[Dataset records]:
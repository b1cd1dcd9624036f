use anyhow::{Context, Result};
use sqlx::sqlite::SqliteRow;
use sqlx::{Row, SqliteConnection};

use crate::domain::{Account, Cents, CustomerId};

use super::{decode_timestamp, decode_uuid, encode_timestamp};

const ACCOUNT_COLUMNS: &str =
    "id, name, mobile_no, building_no, room_no, plan, balance, created_at";

/// Save a new account.
pub async fn insert(conn: &mut SqliteConnection, account: &Account) -> Result<()> {
    sqlx::query(
        r#"
        INSERT INTO accounts (id, name, mobile_no, building_no, room_no, plan, balance, created_at)
        VALUES (?, ?, ?, ?, ?, ?, ?, ?)
        "#,
    )
    .bind(account.id.to_string())
    .bind(&account.name)
    .bind(&account.mobile_no)
    .bind(&account.building_no)
    .bind(&account.room_no)
    .bind(&account.plan)
    .bind(account.balance)
    .bind(encode_timestamp(account.created_at))
    .execute(&mut *conn)
    .await
    .context("Failed to save account")?;
    Ok(())
}

/// Get an account by ID.
pub async fn find(conn: &mut SqliteConnection, id: CustomerId) -> Result<Option<Account>> {
    let row = sqlx::query(&format!(
        "SELECT {} FROM accounts WHERE id = ?",
        ACCOUNT_COLUMNS
    ))
    .bind(id.to_string())
    .fetch_optional(&mut *conn)
    .await
    .context("Failed to fetch account")?;

    row.as_ref().map(row_to_account).transpose()
}

/// List all accounts ordered by name.
pub async fn list(conn: &mut SqliteConnection) -> Result<Vec<Account>> {
    let rows = sqlx::query(&format!(
        "SELECT {} FROM accounts ORDER BY name, created_at",
        ACCOUNT_COLUMNS
    ))
    .fetch_all(&mut *conn)
    .await
    .context("Failed to list accounts")?;

    rows.iter().map(row_to_account).collect()
}

/// Take the write lock on an account and return its current balance, or
/// `None` if the account does not exist.
///
/// SQLite has no `SELECT ... FOR UPDATE`; a no-op write makes the enclosing
/// transaction a writer before anything is read, so a concurrent unit of work
/// on the same database waits instead of computing from a stale balance.
pub async fn lock_for_update(conn: &mut SqliteConnection, id: CustomerId) -> Result<Option<Cents>> {
    let row = sqlx::query("UPDATE accounts SET balance = balance WHERE id = ? RETURNING balance")
        .bind(id.to_string())
        .fetch_optional(&mut *conn)
        .await
        .context("Failed to lock account")?;

    row.map(|r| r.try_get("balance"))
        .transpose()
        .context("Stored balance is not an integer")
}

/// Overwrite the balance of an account locked with `lock_for_update`.
pub async fn set_balance(conn: &mut SqliteConnection, id: CustomerId, balance: Cents) -> Result<()> {
    sqlx::query("UPDATE accounts SET balance = ? WHERE id = ?")
        .bind(balance)
        .bind(id.to_string())
        .execute(&mut *conn)
        .await
        .context("Failed to update balance")?;
    Ok(())
}

fn row_to_account(row: &SqliteRow) -> Result<Account> {
    let id_str: String = row.get("id");
    let created_at_str: String = row.get("created_at");

    Ok(Account {
        id: decode_uuid(&id_str).context("Invalid account ID")?,
        name: row.get("name"),
        mobile_no: row.get("mobile_no"),
        building_no: row.get("building_no"),
        room_no: row.get("room_no"),
        plan: row.get("plan"),
        balance: row.get("balance"),
        created_at: decode_timestamp(&created_at_str)?,
    })
}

[What the task requires]: Write out the data once more, word for word.

[Response area]:
repository b1cd1dcd9624036f
use anyhow::{Context, Result};
use sqlx::sqlite::SqliteRow;
use sqlx::{Row, SqliteConnection};

use crate::domain::{Account, Cents, CustomerId};

use super::{decode_timestamp, decode_uuid, encode_timestamp};

const ACCOUNT_COLUMNS: &str =
    "id, name, mobile_no, building_no, room_no, plan, balance, created_at";

/// Save a new account.
pub async fn insert(conn: &mut SqliteConnection, account: &Account) -> Result<()> {
    sqlx::query(
        r#"
        INSERT INTO accounts (id, name, mobile_no, building_no, room_no, plan, balance, created_at)
        VALUES (?, ?, ?, ?, ?, ?, ?, ?)
        "#,
    )
    .bind(account.id.to_string())
    .bind(&account.name)
    .bind(&account.mobile_no)
    .bind(&account.building_no)
    .bind(&account.room_no)
    .bind(&account.plan)
    .bind(account.balance)
    .bind(encode_timestamp(account.created_at))
    .execute(&mut *conn)
    .await
    .context("Failed to save account")?;
    Ok(())
}

/// Get an account by ID.
pub async fn find(conn: &mut SqliteConnection, id: CustomerId) -> Result<Option<Account>> {
    let row = sqlx::query(&format!(
        "SELECT {} FROM accounts WHERE id = ?",
        ACCOUNT_COLUMNS
    ))
    .bind(id.to_string())
    .fetch_optional(&mut *conn)
    .await
    .context("Failed to fetch account")?;

    row.as_ref().map(row_to_account).transpose()
}

/// List all accounts ordered by name.
pub async fn list(conn: &mut SqliteConnection) -> Result<Vec<Account>> {
    let rows = sqlx::query(&format!(
        "SELECT {} FROM accounts ORDER BY name, created_at",
        ACCOUNT_COLUMNS
    ))
    .fetch_all(&mut *conn)
    .await
    .context("Failed to list accounts")?;

    rows.iter().map(row_to_account).collect()
}

/// Take the write lock on an account and return its current balance, or
/// `None` if the account does not exist.
///
/// SQLite has no `SELECT ... FOR UPDATE`; a no-op write makes the enclosing
/// transaction a writer before anything is read, so a concurrent unit of work
/// on the same database waits instead of computing from a stale balance.
pub async fn lock_for_update(conn: &mut SqliteConnection, id: CustomerId) -> Result<Option<Cents>> {
    let row = sqlx::query("UPDATE accounts SET balance = balance WHERE id = ? RETURNING balance")
        .bind(id.to_string())
        .fetch_optional(&mut *conn)
        .await
        .context("Failed to lock account")?;

    row.map(|r| r.try_get("balance"))
        .transpose()
        .context("Stored balance is not an integer")
}

/// Overwrite the balance of an account locked with `lock_for_update`.
pub async fn set_balance(conn: &mut SqliteConnection, id: CustomerId, balance: Cents) -> Result<()> {
    sqlx::query("UPDATE accounts SET balance = ? WHERE id = ?")
        .bind(balance)
        .bind(id.to_string())
        .execute(&mut *conn)
        .await
        .context("Failed to update balance")?;
    Ok(())
}

fn row_to_account(row: &SqliteRow) -> Result<Account> {
    let id_str: String = row.get("id");
    let created_at_str: String = row.get("created_at");

    Ok(Account {
        id: decode_uuid(&id_str).context("Invalid account ID")?,
        name: row.get("name"),
        mobile_no: row.get("mobile_no"),
        building_no: row.get("building_no"),
        room_no: row.get("room_no"),
        plan: row.get("plan"),
        balance: row.get("balance"),
        created_at: decode_timestamp(&created_at_str)?,
    })
}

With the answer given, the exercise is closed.